### [What the task requires]
Within this material, state how many lines include the string "total". Reply with the number only.

### [Records for this task]

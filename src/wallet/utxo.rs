//! UTXO selection and the transaction size model.

use std::collections::HashSet;
use std::sync::Arc;

use crate::rpc::NodeApi;
use crate::wallet::{
    OutPoint, ReservationSet, SelectionError, SelectionResult, Utxo, UtxoReservation, Wallet,
};

const BASE_VBYTES: u64 = 10;
const INPUT_VBYTES: u64 = 148;
const OUTPUT_VBYTES: u64 = 34;

/// Estimated virtual size of a transparent transaction carrying an inscription.
pub fn estimate_vsize(inputs: usize, outputs: usize, inscription_bytes: usize) -> u64 {
    BASE_VBYTES + INPUT_VBYTES * inputs as u64 + OUTPUT_VBYTES * outputs as u64 + inscription_bytes as u64
}

/// Outputs chosen for one attempt, held by a reservation.
#[derive(Debug)]
pub struct UtxoSelection {
    pub utxos: Vec<Utxo>,
    /// Fee in zatoshi for the selected input count.
    pub fee: u64,
    pub reservation: UtxoReservation,
}

impl UtxoSelection {
    pub fn total(&self) -> u64 {
        self.utxos.iter().map(|u| u.value).sum()
    }
}

/// Shape of the transaction the selection has to pay for.
#[derive(Debug, Clone, Copy, PartialEq, Eq)]
pub struct SpendShape {
    /// Value sent to outputs other than change.
    pub required: u64,
    pub fee_rate: u64,
    pub outputs: usize,
    pub inscription_bytes: usize,
}

impl SpendShape {
    pub fn fee_for(&self, inputs: usize) -> u64 {
        estimate_vsize(inputs, self.outputs, self.inscription_bytes).saturating_mul(self.fee_rate)
    }

    /// Value plus fee for `inputs` inputs.
    pub fn needed(&self, inputs: usize) -> u64 {
        self.required.saturating_add(self.fee_for(inputs))
    }
}

/// Chooses and reserves funding outputs.
#[derive(Debug, Clone)]
pub struct UtxoSelector {
    reservations: Arc<ReservationSet>,
    min_confirmations: u32,
}

impl UtxoSelector {
    pub fn new(reservations: Arc<ReservationSet>, min_confirmations: u32) -> Self {
        Self {
            reservations,
            min_confirmations,
        }
    }

    pub fn reservations(&self) -> &Arc<ReservationSet> {
        &self.reservations
    }

    /// Select and reserve outputs of `wallet` covering `shape`.
    pub async fn select(
        &self,
        node: &dyn NodeApi,
        wallet: &Wallet,
        shape: SpendShape,
    ) -> SelectionResult<UtxoSelection> {
        let unspent = node
            .list_unspent(self.min_confirmations, std::slice::from_ref(&wallet.address))
            .await?;

        let live: HashSet<OutPoint> = unspent
            .iter()
            .map(|u| OutPoint {
                txid: u.txid.clone(),
                vout: u.vout,
            })
            .collect();
        self.reservations.prune_consumed(&wallet.address, &live);

        let candidates: Vec<Utxo> = unspent
            .iter()
            .filter(|u| u.spendable)
            .map(Utxo::from)
            .filter(|u| self.reservations.is_available(&u.outpoint))
            .collect();

        let utxos = choose(candidates, &shape)?;
        let fee = shape.fee_for(utxos.len());
        let reservation = self
            .reservations
            .try_reserve(&wallet.address, utxos.iter().map(|u| u.outpoint.clone()).collect())
            .ok_or_else(|| SelectionError::InsufficientFunds {
                available: 0,
                required: shape.needed(utxos.len()),
            })?;

        tracing::debug!(
            wallet = %wallet.label,
            inputs = utxos.len(),
            fee,
            "Reserved funding outputs"
        );
        Ok(UtxoSelection {
            utxos,
            fee,
            reservation,
        })
    }
}

/// Smallest single output covering the spend, else smallest-first accumulation.
pub fn choose(mut candidates: Vec<Utxo>, shape: &SpendShape) -> SelectionResult<Vec<Utxo>> {
    candidates.sort_by(|a, b| a.value.cmp(&b.value).then_with(|| a.outpoint.cmp(&b.outpoint)));

    let single_needed = shape.needed(1);
    if let Some(pos) = candidates.iter().position(|u| u.value >= single_needed) {
        return Ok(vec![candidates.swap_remove(pos)]);
    }

    let mut chosen = Vec::new();
    let mut total = 0u64;
    for utxo in candidates {
        total = total.saturating_add(utxo.value);
        chosen.push(utxo);
        if total >= shape.needed(chosen.len()) {
            return Ok(chosen);
        }
    }

    Err(SelectionError::InsufficientFunds {
        available: total,
        required: shape.needed(chosen.len().max(1)),
    })
}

### [Answer box]
5